Locations for the diesel that has been held in floating storage include off the coasts of Morocco and Greece, both known for ship-to-ship transfers of oil cargo, which can make it difficult to track the final destination.
Meanwhile, another cargo, The Loop, is off Brazil, while the Meronas floats near the coast of Turkey.
“It’s not impossible to put a cargo of Russian diesel on the market,” said Viktor Katona, an oil analyst at Kpler. “It’s really a matter of time and, above all, of the buyer’s receptivity to risk, i.e. whether it’s okay to be seen buying Russian diesel.”

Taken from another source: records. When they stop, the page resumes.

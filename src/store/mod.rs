//! External collaborators: the catalog store and the object store.

use anyhow::Result;
use async_trait::async_trait;
use serde::Serialize;

use crate::import::CatalogEntry;

/// REST catalog store client.
pub mod rest;
/// Bucket object storage client.
pub mod storage;

/// Field set submitted when creating one product.
#[derive(Clone, Debug, PartialEq, Serialize)]
pub struct NewProduct {
    pub name: String,
    pub sku: String,
    pub slug: String,
    pub description: String,
    pub long_description: String,
    pub category_id: Option<String>,
    pub collection_id: Option<String>,
    pub price: f64,
    pub original_price: Option<f64>,
    pub material: String,
    pub care_instructions: String,
    pub stock_quantity: i64,
    pub low_stock_threshold: i64,
    pub badge: Option<String>,
    pub is_new_arrival: bool,
    pub is_best_seller: bool,
    pub is_celebrity_special: bool,
    pub is_active: bool,
    pub display_order: i64,
    pub enabled_options: Vec<String>,
    pub video_url: Option<String>,
    pub images: Vec<String>,
}

/// Reference catalog reads and product creation.
#[async_trait]
pub trait CatalogStore: Send + Sync {
    async fn list_categories(&self) -> Result<Vec<CatalogEntry>>;
    async fn list_collections(&self) -> Result<Vec<CatalogEntry>>;
    async fn list_options(&self) -> Result<Vec<CatalogEntry>>;
    /// Create one product and return its id.
    async fn create_product(&self, product: &NewProduct) -> Result<String>;
}

/// Binary object writes.
#[async_trait]
pub trait ObjectStore: Send + Sync {
    /// Store `bytes` under `key` and return a public URL.
    async fn put_object(&self, key: &str, bytes: Vec<u8>, content_type: &str) -> Result<String>;
}

/// Convert non-2xx responses into an error carrying the body text.
pub(crate) async fn ensure_success(resp: reqwest::Response) -> Result<reqwest::Response> {
    let status = resp.status();
    if status.is_success() {
        return Ok(resp);
    }
    let body = resp.text().await.unwrap_or_default();
    Err(anyhow::anyhow!("HTTP status {status} error: {body}"))
}
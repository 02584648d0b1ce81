//! Filename-based matching of loose image files to parsed records.

use std::collections::BTreeMap;

use super::ParsedProductRecord;
use crate::config::ImageCfg;

/// An uploaded file before screening.
#[derive(Clone, Debug)]
pub struct ImageCandidate {
    pub filename: String,
    pub bytes: Vec<u8>,
}

/// A screened image with its detected content type and match token.
#[derive(Clone, Debug, PartialEq, Eq)]
pub struct ImageAsset {
    pub filename: String,
    pub token: String,
    pub mime: &'static str,
    pub extension: &'static str,
    pub bytes: Vec<u8>,
}

impl ImageAsset {
    /// Accept a candidate when its sniffed type is allowed and it fits the
    /// size ceiling.
    pub fn screen(candidate: ImageCandidate, rules: &ImageCfg) -> Option<Self> {
        if candidate.bytes.len() as u64 > rules.max_bytes {
            tracing::warn!(
                "image rejected (too large): {} ({} bytes)",
                candidate.filename,
                candidate.bytes.len()
            );
            return None;
        }
        let Some(kind) = infer::get(&candidate.bytes) else {
            tracing::warn!("image rejected (unknown type): {}", candidate.filename);
            return None;
        };
        if !rules.accepts(kind.mime_type()) {
            tracing::warn!(
                "image rejected ({}): {}",
                kind.mime_type(),
                candidate.filename
            );
            return None;
        }
        Some(Self {
            token: token_for(&candidate.filename),
            filename: candidate.filename,
            mime: kind.mime_type(),
            extension: kind.extension(),
            bytes: candidate.bytes,
        })
    }
}

/// Strip the extension, then drop a trailing `_<index>` segment.
pub fn token_for(filename: &str) -> String {
    let stem = match filename.rsplit_once('.') {
        Some((stem, _)) if !stem.is_empty() => stem,
        _ => filename,
    };
    match stem.rsplit_once('_') {
        Some((token, _)) if !token.is_empty() => token.to_string(),
        _ => stem.to_string(),
    }
}

/// Index of the record an asset token belongs to.
///
/// Exact (case-insensitive) slug or sku equality wins; otherwise the first
/// record whose slug or sku contains, or is contained in, the token.
pub fn find_record(token: &str, records: &[ParsedProductRecord]) -> Option<usize> {
    let token = token.to_lowercase();
    if token.is_empty() {
        return None;
    }
    let keys = |r: &ParsedProductRecord| {
        [r.slug.to_lowercase(), r.sku.to_lowercase()]
            .into_iter()
            .filter(|k| !k.is_empty())
            .collect::<Vec<_>>()
    };

    records
        .iter()
        .position(|r| keys(r).iter().any(|k| *k == token))
        .or_else(|| {
            records.iter().position(|r| {
                keys(r)
                    .iter()
                    .any(|k| token.contains(k.as_str()) || k.contains(token.as_str()))
            })
        })
}

/// Per-batch matching totals shown in the images stage.
#[derive(Clone, Copy, Debug, Default, PartialEq, Eq)]
pub struct MatchSummary {
    pub matched: usize,
    pub unmatched: usize,
    pub rejected: usize,
}

/// Images waiting for upload, keyed by product slug, in processing order.
#[derive(Clone, Debug, Default, PartialEq, Eq)]
pub struct MatchedImageSet {
    by_slug: BTreeMap<String, Vec<ImageAsset>>,
}

impl MatchedImageSet {
    /// Attach screened assets to records. `rejected` is carried into the
    /// summary for assets that failed screening upstream.
    pub fn add(
        &mut self,
        assets: Vec<ImageAsset>,
        rejected: usize,
        records: &[ParsedProductRecord],
    ) -> MatchSummary {
        let mut summary = MatchSummary {
            rejected,
            ..Default::default()
        };
        for asset in assets {
            match find_record(&asset.token, records) {
                Some(idx) => {
                    tracing::info!("image {} -> {}", asset.filename, records[idx].slug);
                    self.by_slug
                        .entry(records[idx].slug.clone())
                        .or_default()
                        .push(asset);
                    summary.matched += 1;
                }
                None => {
                    tracing::info!("image {} matched no record", asset.filename);
                    summary.unmatched += 1;
                }
            }
        }
        summary
    }

    pub fn for_slug(&self, slug: &str) -> &[ImageAsset] {
        self.by_slug.get(slug).map(Vec::as_slice).unwrap_or(&[])
    }

    /// Remove one pending image; the rest keep their order.
    pub fn remove(&mut self, slug: &str, index: usize) -> Option<ImageAsset> {
        let list = self.by_slug.get_mut(slug)?;
        if index >= list.len() {
            return None;
        }
        let removed = list.remove(index);
        if list.is_empty() {
            self.by_slug.remove(slug);
        }
        Some(removed)
    }

    /// Hand over a slug's images, leaving none behind.
    pub fn take(&mut self, slug: &str) -> Vec<ImageAsset> {
        self.by_slug.remove(slug).unwrap_or_default()
    }

    pub fn len(&self) -> usize {
        self.by_slug.values().map(Vec::len).sum()
    }

    pub fn is_empty(&self) -> bool {
        self.by_slug.is_empty()
    }

    /// Refresh each record's `images` list from the current set.
    pub fn annotate(&self, records: &mut [ParsedProductRecord]) {
        for r in records {
            r.images = self
                .for_slug(&r.slug)
                .iter()
                .map(|a| a.filename.clone())
                .collect();
        }
    }
}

The amount of Russian diesel-type fuel held in floating storage cannot continue to increase forever. If it cannot find a home, at some point the country’s exports will have to be cut. Ultimately, it could even affect the nation’s ability to process crude oil.
Wood Mackenzie expects the country’s diesel-type fuel exports to average 750,000 barrels a day in the second quarter, down from 1.1 million in January.
A broader concern for the oil market is whether a drop in Russia’s exports of diesel-type fuel ultimately feeds back into the country’s crude processing operations. With diesel storage options limited, a significant drop in exports would soon force Russian refineries to cut output.
Wood Mackenzie sees a drop of more than a million barrels a day in the country’s crude processing since the start of the second quarter from January.